* **WHAT YOU NEED TO DO**:
Where the records hold the string "after", show the whole line it sits on.

(DATA SHOWN)

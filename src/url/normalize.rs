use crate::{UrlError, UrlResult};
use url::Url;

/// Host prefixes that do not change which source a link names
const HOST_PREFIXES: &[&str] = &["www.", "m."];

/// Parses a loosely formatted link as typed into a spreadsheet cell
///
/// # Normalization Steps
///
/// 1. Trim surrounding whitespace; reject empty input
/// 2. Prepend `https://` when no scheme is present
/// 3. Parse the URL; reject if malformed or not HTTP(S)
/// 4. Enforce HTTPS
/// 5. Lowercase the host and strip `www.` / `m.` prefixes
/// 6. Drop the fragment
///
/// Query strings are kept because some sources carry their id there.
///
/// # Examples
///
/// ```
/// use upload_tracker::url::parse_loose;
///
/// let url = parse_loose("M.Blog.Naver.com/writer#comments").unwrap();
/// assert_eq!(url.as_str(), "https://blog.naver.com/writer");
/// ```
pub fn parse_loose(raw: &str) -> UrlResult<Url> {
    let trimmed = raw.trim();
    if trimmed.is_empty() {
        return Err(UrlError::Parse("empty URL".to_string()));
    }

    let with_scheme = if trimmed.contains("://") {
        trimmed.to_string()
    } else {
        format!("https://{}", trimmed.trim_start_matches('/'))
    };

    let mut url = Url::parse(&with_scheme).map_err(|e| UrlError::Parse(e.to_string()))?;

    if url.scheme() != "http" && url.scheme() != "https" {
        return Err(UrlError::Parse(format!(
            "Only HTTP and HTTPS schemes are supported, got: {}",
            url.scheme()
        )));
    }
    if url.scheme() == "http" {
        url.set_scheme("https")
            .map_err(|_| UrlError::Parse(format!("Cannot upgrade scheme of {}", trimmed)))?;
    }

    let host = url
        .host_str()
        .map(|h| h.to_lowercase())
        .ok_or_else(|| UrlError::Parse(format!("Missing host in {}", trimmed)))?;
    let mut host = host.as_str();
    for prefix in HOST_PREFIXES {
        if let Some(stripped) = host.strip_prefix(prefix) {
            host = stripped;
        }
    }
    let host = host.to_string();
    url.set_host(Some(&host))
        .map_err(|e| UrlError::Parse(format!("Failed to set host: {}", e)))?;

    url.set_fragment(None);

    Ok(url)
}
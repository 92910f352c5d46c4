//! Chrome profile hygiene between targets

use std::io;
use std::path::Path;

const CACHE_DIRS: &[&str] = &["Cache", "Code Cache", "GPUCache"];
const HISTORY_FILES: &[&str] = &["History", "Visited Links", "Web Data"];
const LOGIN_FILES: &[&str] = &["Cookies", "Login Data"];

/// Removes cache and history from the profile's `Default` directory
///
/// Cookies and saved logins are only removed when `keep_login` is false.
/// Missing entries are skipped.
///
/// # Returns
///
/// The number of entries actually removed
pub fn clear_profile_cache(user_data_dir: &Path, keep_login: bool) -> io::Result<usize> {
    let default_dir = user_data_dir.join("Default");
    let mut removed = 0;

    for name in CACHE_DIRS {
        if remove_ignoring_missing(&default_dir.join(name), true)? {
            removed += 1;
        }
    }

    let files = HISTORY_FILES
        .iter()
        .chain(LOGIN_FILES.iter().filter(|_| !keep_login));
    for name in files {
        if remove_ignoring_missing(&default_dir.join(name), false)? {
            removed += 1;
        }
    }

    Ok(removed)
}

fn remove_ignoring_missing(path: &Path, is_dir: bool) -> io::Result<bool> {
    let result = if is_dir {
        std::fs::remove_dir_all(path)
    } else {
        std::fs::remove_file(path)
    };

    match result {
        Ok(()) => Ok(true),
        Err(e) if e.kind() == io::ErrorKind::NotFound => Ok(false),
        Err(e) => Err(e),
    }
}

(End DATA SHOWN)
(DATA SHOWN)

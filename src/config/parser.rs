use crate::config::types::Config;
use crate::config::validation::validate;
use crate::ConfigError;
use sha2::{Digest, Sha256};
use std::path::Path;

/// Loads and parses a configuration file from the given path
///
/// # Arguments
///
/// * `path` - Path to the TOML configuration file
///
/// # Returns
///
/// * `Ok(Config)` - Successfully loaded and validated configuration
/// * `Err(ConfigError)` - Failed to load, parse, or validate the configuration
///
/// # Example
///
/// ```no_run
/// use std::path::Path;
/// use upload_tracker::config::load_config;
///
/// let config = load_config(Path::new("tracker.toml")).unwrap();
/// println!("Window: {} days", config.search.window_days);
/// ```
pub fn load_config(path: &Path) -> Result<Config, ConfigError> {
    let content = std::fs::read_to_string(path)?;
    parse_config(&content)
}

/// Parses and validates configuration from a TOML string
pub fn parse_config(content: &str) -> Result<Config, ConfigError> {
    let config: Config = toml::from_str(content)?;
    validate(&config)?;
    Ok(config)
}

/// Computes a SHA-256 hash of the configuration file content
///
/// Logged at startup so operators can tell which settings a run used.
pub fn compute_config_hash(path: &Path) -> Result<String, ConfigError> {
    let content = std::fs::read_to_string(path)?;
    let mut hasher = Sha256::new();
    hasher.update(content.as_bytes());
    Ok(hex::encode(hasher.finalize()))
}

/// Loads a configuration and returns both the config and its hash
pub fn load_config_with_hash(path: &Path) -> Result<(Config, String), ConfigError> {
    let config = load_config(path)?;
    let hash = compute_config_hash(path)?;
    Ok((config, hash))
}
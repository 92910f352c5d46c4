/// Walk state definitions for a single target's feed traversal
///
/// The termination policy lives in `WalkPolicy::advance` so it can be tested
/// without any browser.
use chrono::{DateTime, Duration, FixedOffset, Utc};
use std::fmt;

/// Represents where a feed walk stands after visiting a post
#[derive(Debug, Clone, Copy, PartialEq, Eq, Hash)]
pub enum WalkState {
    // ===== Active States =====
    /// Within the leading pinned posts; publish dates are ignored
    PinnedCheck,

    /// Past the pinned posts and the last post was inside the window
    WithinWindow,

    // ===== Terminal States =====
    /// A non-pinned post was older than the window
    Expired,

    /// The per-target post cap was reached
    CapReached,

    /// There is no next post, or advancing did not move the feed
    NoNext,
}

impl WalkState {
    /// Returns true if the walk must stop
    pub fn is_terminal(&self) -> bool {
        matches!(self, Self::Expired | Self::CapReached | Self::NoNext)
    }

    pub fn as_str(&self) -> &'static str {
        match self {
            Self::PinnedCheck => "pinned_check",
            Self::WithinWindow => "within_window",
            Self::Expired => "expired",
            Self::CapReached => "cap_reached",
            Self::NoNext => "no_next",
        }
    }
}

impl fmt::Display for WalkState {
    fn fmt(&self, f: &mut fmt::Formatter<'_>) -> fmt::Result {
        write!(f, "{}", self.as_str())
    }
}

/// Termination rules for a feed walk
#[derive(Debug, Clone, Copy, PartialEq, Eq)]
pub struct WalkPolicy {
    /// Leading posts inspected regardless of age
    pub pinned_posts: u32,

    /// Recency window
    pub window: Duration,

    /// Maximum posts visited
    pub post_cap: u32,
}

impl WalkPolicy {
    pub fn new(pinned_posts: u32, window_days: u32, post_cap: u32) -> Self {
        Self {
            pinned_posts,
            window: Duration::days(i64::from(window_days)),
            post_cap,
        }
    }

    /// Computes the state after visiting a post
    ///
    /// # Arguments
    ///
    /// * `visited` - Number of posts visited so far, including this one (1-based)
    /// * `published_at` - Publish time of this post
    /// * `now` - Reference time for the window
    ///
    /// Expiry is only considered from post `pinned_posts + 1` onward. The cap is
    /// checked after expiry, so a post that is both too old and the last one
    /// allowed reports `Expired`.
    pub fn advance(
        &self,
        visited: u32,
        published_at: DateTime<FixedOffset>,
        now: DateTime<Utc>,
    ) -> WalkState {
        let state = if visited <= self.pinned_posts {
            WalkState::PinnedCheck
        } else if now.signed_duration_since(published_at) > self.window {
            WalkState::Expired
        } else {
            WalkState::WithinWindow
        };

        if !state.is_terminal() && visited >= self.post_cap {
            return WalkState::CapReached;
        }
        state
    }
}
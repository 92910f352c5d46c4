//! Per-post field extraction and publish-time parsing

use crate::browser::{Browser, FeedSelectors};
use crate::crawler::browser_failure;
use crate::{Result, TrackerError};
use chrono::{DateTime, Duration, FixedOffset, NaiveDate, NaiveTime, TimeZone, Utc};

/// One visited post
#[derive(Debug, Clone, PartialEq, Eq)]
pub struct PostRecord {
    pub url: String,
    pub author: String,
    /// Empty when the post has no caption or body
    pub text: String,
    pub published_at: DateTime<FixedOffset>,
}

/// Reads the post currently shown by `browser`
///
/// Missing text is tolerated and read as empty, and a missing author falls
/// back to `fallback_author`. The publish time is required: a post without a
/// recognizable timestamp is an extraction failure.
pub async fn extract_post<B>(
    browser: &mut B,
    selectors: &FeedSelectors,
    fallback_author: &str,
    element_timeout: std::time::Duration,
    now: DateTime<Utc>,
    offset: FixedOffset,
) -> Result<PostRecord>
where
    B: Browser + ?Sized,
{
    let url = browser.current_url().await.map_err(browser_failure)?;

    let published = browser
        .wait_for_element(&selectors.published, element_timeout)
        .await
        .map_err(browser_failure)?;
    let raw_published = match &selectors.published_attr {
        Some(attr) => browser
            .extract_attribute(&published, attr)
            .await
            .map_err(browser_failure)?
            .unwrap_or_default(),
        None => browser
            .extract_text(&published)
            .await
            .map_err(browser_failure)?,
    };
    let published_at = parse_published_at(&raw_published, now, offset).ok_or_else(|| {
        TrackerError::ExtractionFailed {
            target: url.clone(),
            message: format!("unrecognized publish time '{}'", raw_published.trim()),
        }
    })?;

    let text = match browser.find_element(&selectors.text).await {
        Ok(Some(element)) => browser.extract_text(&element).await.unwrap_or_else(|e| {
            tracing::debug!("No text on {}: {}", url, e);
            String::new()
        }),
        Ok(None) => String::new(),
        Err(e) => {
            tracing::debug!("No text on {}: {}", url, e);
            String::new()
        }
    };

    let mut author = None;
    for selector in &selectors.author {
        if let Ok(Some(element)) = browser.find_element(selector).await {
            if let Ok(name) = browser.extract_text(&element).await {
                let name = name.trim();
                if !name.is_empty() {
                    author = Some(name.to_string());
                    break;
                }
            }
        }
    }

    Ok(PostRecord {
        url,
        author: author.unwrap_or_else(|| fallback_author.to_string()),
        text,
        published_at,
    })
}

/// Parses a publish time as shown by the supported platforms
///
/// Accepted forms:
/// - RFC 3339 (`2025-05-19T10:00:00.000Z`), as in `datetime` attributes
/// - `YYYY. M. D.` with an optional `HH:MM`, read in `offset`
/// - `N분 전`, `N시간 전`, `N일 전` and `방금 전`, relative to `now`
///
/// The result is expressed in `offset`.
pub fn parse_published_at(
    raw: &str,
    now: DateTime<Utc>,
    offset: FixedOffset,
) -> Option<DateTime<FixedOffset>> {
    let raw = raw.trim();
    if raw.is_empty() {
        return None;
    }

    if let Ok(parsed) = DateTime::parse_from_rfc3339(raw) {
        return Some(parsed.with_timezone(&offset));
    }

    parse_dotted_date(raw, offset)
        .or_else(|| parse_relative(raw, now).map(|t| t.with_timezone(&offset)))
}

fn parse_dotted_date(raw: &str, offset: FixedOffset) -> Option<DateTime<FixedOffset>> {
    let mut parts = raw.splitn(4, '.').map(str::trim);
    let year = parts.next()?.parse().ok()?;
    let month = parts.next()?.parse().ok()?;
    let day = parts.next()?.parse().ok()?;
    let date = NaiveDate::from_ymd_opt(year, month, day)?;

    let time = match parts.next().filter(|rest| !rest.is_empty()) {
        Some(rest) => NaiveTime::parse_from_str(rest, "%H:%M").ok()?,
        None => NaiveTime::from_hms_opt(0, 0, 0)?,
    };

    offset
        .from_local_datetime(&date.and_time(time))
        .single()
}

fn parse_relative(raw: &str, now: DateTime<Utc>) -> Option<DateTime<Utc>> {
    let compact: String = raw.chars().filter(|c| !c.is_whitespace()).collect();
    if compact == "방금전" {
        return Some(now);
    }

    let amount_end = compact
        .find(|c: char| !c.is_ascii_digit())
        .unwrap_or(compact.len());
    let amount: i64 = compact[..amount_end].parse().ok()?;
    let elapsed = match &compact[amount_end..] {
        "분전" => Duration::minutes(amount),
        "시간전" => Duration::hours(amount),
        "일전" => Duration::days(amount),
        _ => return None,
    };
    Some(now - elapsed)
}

(End DATA SHOWN)

* **PROBLEM SOLUTION**:
/// Represents where a feed walk stands after visiting a post
    /// Computes the state after visiting a post
    /// checked after expiry, so a post that is both too old and the last one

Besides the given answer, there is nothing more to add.